● Exercise instructions:
Please repeat the records exactly from their first line, finishing at the line containing "fn setup() ->" and including it.

BEGIN Record extracts

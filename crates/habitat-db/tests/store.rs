use chrono::{NaiveDate, TimeZone, Utc};

use habitat_core::{HabitCandidate, NewReminder, NotificationScheduler, NotificationStore, SchedulerConfig};
use habitat_db::{Database, is_constraint_violation};
use habitat_db::notifications::NOTIFICATION_PAGE;
use habitat_types::models::{Category, Habit, Recurrence, Reminder, ReminderPayload, WeekdaySet};

const USER: &str = "00000000-0000-0000-0000-00000000000a";

fn day(y: i32, m: u32, d: u32) -> NaiveDate {
    NaiveDate::from_ymd_opt(y, m, d).unwrap()
}

fn setup() -> Database {
    let db = Database::open_in_memory().unwrap();
    db.create_user(USER, "alice@example.com", "Alice", "hash").unwrap();
    db
}

fn habit(id: &str, recurrence: Recurrence) -> Habit {
    Habit {
        id: id.into(),
        user_id: USER.into(),
        name: format!("Habit {id}"),
        description: None,
        color: "purple".into(),
        recurrence,
        start_date: None,
        end_date: None,
        created_at: Utc.with_ymd_and_hms(2024, 1, 1, 9, 0, 0).unwrap(),
        notifications_enabled: true,
        category_id: None,
    }
}

fn paris(at: &str) -> Reminder {
    Reminder {
        at_time: at.into(),
        timezone: Some("Europe/Paris".into()),
    }
}

#[test]
fn users_round_trip_by_email_and_id() {
    let db = setup();
    let row = db.get_user_by_email("alice@example.com").unwrap().unwrap();
    assert_eq!(row.id, USER);
    assert_eq!(row.name, "Alice");

    let user = db.get_user_by_id(USER).unwrap().unwrap().into_user().unwrap();
    assert_eq!(user.email, "alice@example.com");
    assert!(db.get_user_by_email("bob@example.com").unwrap().is_none());
}

#[test]
fn duplicate_email_is_rejected() {
    let db = setup();
    let err = db.create_user("other", "alice@example.com", "Imposter", "hash").unwrap_err();
    assert!(is_constraint_violation(&err));
}

#[test]
fn habit_with_reminder_is_stored_and_updated() {
    let db = setup();
    let mut h = habit("h1", Recurrence::Custom(WeekdaySet::from_indices([0, 2, 4])));
    h.start_date = Some(day(2024, 1, 8));
    db.create_habit(&h, Some(&paris("07:00"))).unwrap();

    let stored = db.get_habit(USER, "h1").unwrap().unwrap();
    assert_eq!(stored.recurrence, h.recurrence);
    assert_eq!(stored.start_date, Some(day(2024, 1, 8)));
    assert_eq!(stored.created_at, h.created_at);

    let reminders = db.get_reminders(&["h1".to_string()]).unwrap();
    assert_eq!(reminders.get("h1"), Some(&paris("07:00")));

    h.name = "Run".into();
    h.recurrence = Recurrence::Weekly;
    assert!(db.update_habit(&h, None).unwrap());
    let stored = db.get_habit(USER, "h1").unwrap().unwrap();
    assert_eq!(stored.name, "Run");
    assert_eq!(stored.recurrence, Recurrence::Weekly);
    assert!(db.get_reminders(&["h1".to_string()]).unwrap().is_empty());
}

#[test]
fn update_of_foreign_habit_is_refused() {
    let db = setup();
    db.create_user("bob", "bob@example.com", "Bob", "hash").unwrap();
    let h = habit("h1", Recurrence::Daily);
    db.create_habit(&h, None).unwrap();

    let mut stolen = h.clone();
    stolen.user_id = "bob".into();
    stolen.name = "Mine now".into();
    assert!(!db.update_habit(&stolen, None).unwrap());
    assert!(!db.delete_habit("bob", "h1").unwrap());
    assert!(db.get_habit("bob", "h1").unwrap().is_none());
}

#[test]
fn delete_cascades_to_reminder_and_logs() {
    let db = setup();
    db.create_habit(&habit("h1", Recurrence::Daily), Some(&paris("07:00"))).unwrap();
    db.toggle_log("h1", day(2024, 1, 3)).unwrap();

    assert!(db.delete_habit(USER, "h1").unwrap());
    let ids = vec!["h1".to_string()];
    assert!(db.get_reminders(&ids).unwrap().is_empty());
    assert!(db.completions_for_habits(&ids).unwrap().is_empty());
}

#[test]
fn toggle_flips_completion() {
    let db = setup();
    db.create_habit(&habit("h1", Recurrence::Daily), None).unwrap();
    let ids = vec!["h1".to_string()];

    assert!(db.toggle_log("h1", day(2024, 1, 3)).unwrap());
    assert!(db.completions_for_habits(&ids).unwrap()["h1"].contains(&day(2024, 1, 3)));

    assert!(!db.toggle_log("h1", day(2024, 1, 3)).unwrap());
    assert!(db.completions_for_habits(&ids).unwrap().is_empty());
}

#[test]
fn not_done_log_toggles_to_done() {
    let db = setup();
    db.create_habit(&habit("h1", Recurrence::Daily), None).unwrap();
    db.with_conn(|conn| {
        conn.execute(
            "INSERT INTO habit_logs (id, habit_id, date, done) VALUES ('l1', 'h1', '2024-01-03', 0)",
            [],
        )?;
        Ok(())
    })
    .unwrap();

    let ids = vec!["h1".to_string()];
    let logs = db.logs_between(&ids, day(2024, 1, 1), day(2024, 1, 7)).unwrap();
    assert_eq!(logs.len(), 1);
    assert!(!logs[0].done);

    assert!(db.toggle_log("h1", day(2024, 1, 3)).unwrap());
    let logs = db.logs_between(&ids, day(2024, 1, 1), day(2024, 1, 7)).unwrap();
    assert!(logs[0].done);
}

#[test]
fn logs_between_is_inclusive() {
    let db = setup();
    db.create_habit(&habit("h1", Recurrence::Daily), None).unwrap();
    for d in [1, 2, 7, 8] {
        db.toggle_log("h1", day(2024, 1, d)).unwrap();
    }
    let logs = db
        .logs_between(&["h1".to_string()], day(2024, 1, 1), day(2024, 1, 7))
        .unwrap();
    let dates: Vec<NaiveDate> = logs.iter().map(|l| l.date).collect();
    assert_eq!(dates, vec![day(2024, 1, 1), day(2024, 1, 2), day(2024, 1, 7)]);
}

#[test]
fn malformed_habit_rows_are_skipped() {
    let db = setup();
    db.create_habit(&habit("good", Recurrence::Daily), None).unwrap();
    db.with_conn(|conn| {
        conn.execute(
            "INSERT INTO habits (id, user_id, name, frequency, start_date, created_at)
             VALUES ('bad', ?1, 'Broken', 'DAILY', 'someday', '2024-01-01T00:00:00Z')",
            [USER],
        )?;
        Ok(())
    })
    .unwrap();

    let habits = db.list_habits(USER).unwrap();
    assert_eq!(habits.len(), 1);
    assert_eq!(habits[0].id, "good");
}

#[test]
fn notifiable_habits_respect_flag() {
    let db = setup();
    let mut muted = habit("muted", Recurrence::Daily);
    muted.notifications_enabled = false;
    db.create_habit(&muted, None).unwrap();
    db.create_habit(&habit("loud", Recurrence::Daily), None).unwrap();

    let all = db.list_notifiable_habits(None).unwrap();
    assert_eq!(all.iter().map(|h| h.id.as_str()).collect::<Vec<_>>(), vec!["loud"]);
    assert_eq!(db.list_notifiable_habits(Some(USER)).unwrap().len(), 1);
    assert!(db.list_notifiable_habits(Some("nobody")).unwrap().is_empty());
}

#[test]
fn reminder_existence_is_keyed_by_user_habit_and_day() {
    let db = setup();
    let new = NewReminder {
        user_id: USER.into(),
        habit_id: "h1".into(),
        day: day(2024, 1, 3),
        created_at: Utc.with_ymd_and_hms(2024, 1, 3, 5, 41, 0).unwrap(),
        payload: ReminderPayload {
            habit_id: "h1".into(),
            habit_name: "Run".into(),
            reminder_time: Some("07:00".into()),
            timezone: Some("Europe/Paris".into()),
        },
    };
    db.create_reminder(&new).unwrap();

    assert!(db.reminder_exists(USER, "h1", day(2024, 1, 3)).unwrap());
    assert!(!db.reminder_exists(USER, "h1", day(2024, 1, 4)).unwrap());
    assert!(!db.reminder_exists(USER, "h11", day(2024, 1, 3)).unwrap());

    let stored = db.list_notifications(USER, NOTIFICATION_PAGE).unwrap();
    assert_eq!(stored.len(), 1);
    assert_eq!(stored[0].kind, "reminder");
    let payload: serde_json::Value = serde_json::from_str(&stored[0].payload).unwrap();
    assert_eq!(payload["habitName"], "Run");
    assert_eq!(payload["reminderTime"], "07:00");
}

#[test]
fn notification_center_read_and_delete() {
    let db = setup();
    let store = &db;
    let scheduler = NotificationScheduler::new(store, SchedulerConfig::default());
    let candidates: Vec<HabitCandidate> = ["a", "b", "c"]
        .into_iter()
        .map(|id| HabitCandidate {
            habit: habit(id, Recurrence::Daily),
            reminder: None,
            logs: vec![],
        })
        .collect();

    let fired = scheduler.tick(None, &candidates, Utc.with_ymd_and_hms(2024, 1, 3, 7, 30, 0).unwrap());
    assert_eq!(fired.len(), 3);
    assert_eq!(db.unread_count(USER).unwrap(), 3);

    let list = db.list_notifications(USER, NOTIFICATION_PAGE).unwrap();
    assert!(db.mark_notification_read(USER, &list[0].id).unwrap());
    assert!(!db.mark_notification_read("someone-else", &list[1].id).unwrap());
    assert_eq!(db.unread_count(USER).unwrap(), 2);

    assert_eq!(db.mark_all_read(USER).unwrap(), 2);
    assert_eq!(db.unread_count(USER).unwrap(), 0);

    let deleted: ReminderPayload = serde_json::from_str(&list[2].payload).unwrap();
    assert!(db.delete_notification(USER, &list[2].id).unwrap());
    assert_eq!(db.list_notifications(USER, NOTIFICATION_PAGE).unwrap().len(), 2);

    // Only the habit whose reminder was deleted fires again.
    let again = scheduler.tick(None, &candidates, Utc.with_ymd_and_hms(2024, 1, 3, 7, 45, 0).unwrap());
    assert_eq!(again, vec![deleted.habit_id]);
}

fn category(id: &str, name: &str, color: &str) -> Category {
    Category {
        id: id.into(),
        user_id: USER.into(),
        name: name.into(),
        color: color.into(),
        created_at: Utc.with_ymd_and_hms(2024, 1, 1, 9, 0, 0).unwrap(),
    }
}

#[test]
fn categories_are_listed_by_name_and_scoped_to_owner() {
    let db = setup();
    db.create_user("bob", "bob@example.com", "Bob", "hash").unwrap();
    db.create_category(&category("c1", "Sport", "green")).unwrap();
    db.create_category(&category("c2", "Health", "blue")).unwrap();

    let names: Vec<_> = db.list_categories(USER).unwrap().into_iter().map(|c| c.name).collect();
    assert_eq!(names, ["Health", "Sport"]);
    assert_eq!(db.get_category(USER, "c1").unwrap(), Some(category("c1", "Sport", "green")));

    assert!(db.list_categories("bob").unwrap().is_empty());
    assert!(db.get_category("bob", "c1").unwrap().is_none());
    assert!(!db.update_category("bob", "c1", "Mine", "red").unwrap());
    assert!(!db.delete_category("bob", "c1").unwrap());
}

#[test]
fn duplicate_category_name_is_a_constraint_violation() {
    let db = setup();
    db.create_category(&category("c1", "Sport", "green")).unwrap();
    let err = db.create_category(&category("c2", "Sport", "blue")).unwrap_err();
    assert!(is_constraint_violation(&err));

    // Any other failure is not reported as one.
    let err = anyhow::anyhow!("disk on fire");
    assert!(!is_constraint_violation(&err));
}

#[test]
fn category_recolor_propagates_to_its_habits() {
    let db = setup();
    db.create_category(&category("c1", "Sport", "green")).unwrap();
    let mut filed = habit("h1", Recurrence::Daily);
    filed.category_id = Some("c1".into());
    db.create_habit(&filed, None).unwrap();
    db.create_habit(&habit("h2", Recurrence::Daily), None).unwrap();

    assert!(db.update_category(USER, "c1", "Running", "orange").unwrap());
    assert_eq!(db.get_category(USER, "c1").unwrap().unwrap().name, "Running");
    let stored = db.get_habit(USER, "h1").unwrap().unwrap();
    assert_eq!(stored.color, "orange");
    assert_eq!(stored.category_id.as_deref(), Some("c1"));
    assert_eq!(db.get_habit(USER, "h2").unwrap().unwrap().color, "purple");
}

#[test]
fn deleting_a_category_keeps_its_habits() {
    let db = setup();
    db.create_category(&category("c1", "Sport", "green")).unwrap();
    let mut filed = habit("h1", Recurrence::Daily);
    filed.category_id = Some("c1".into());
    db.create_habit(&filed, None).unwrap();

    assert!(db.delete_category(USER, "c1").unwrap());
    assert!(db.get_category(USER, "c1").unwrap().is_none());
    let stored = db.get_habit(USER, "h1").unwrap().unwrap();
    assert_eq!(stored.category_id, None);
    assert!(!db.delete_category(USER, "c1").unwrap());
}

END Record extracts

● Answer to this problem:
filename crates/habitat-db/tests/store.rs
use chrono::{NaiveDate, TimeZone, Utc};

use habitat_core::{HabitCandidate, NewReminder, NotificationScheduler, NotificationStore, SchedulerConfig};
use habitat_db::{Database, is_constraint_violation};
use habitat_db::notifications::NOTIFICATION_PAGE;
use habitat_types::models::{Category, Habit, Recurrence, Reminder, ReminderPayload, WeekdaySet};

const USER: &str = "00000000-0000-0000-0000-00000000000a";

fn day(y: i32, m: u32, d: u32) -> NaiveDate {
    NaiveDate::from_ymd_opt(y, m, d).unwrap()
}

fn setup() -> Database {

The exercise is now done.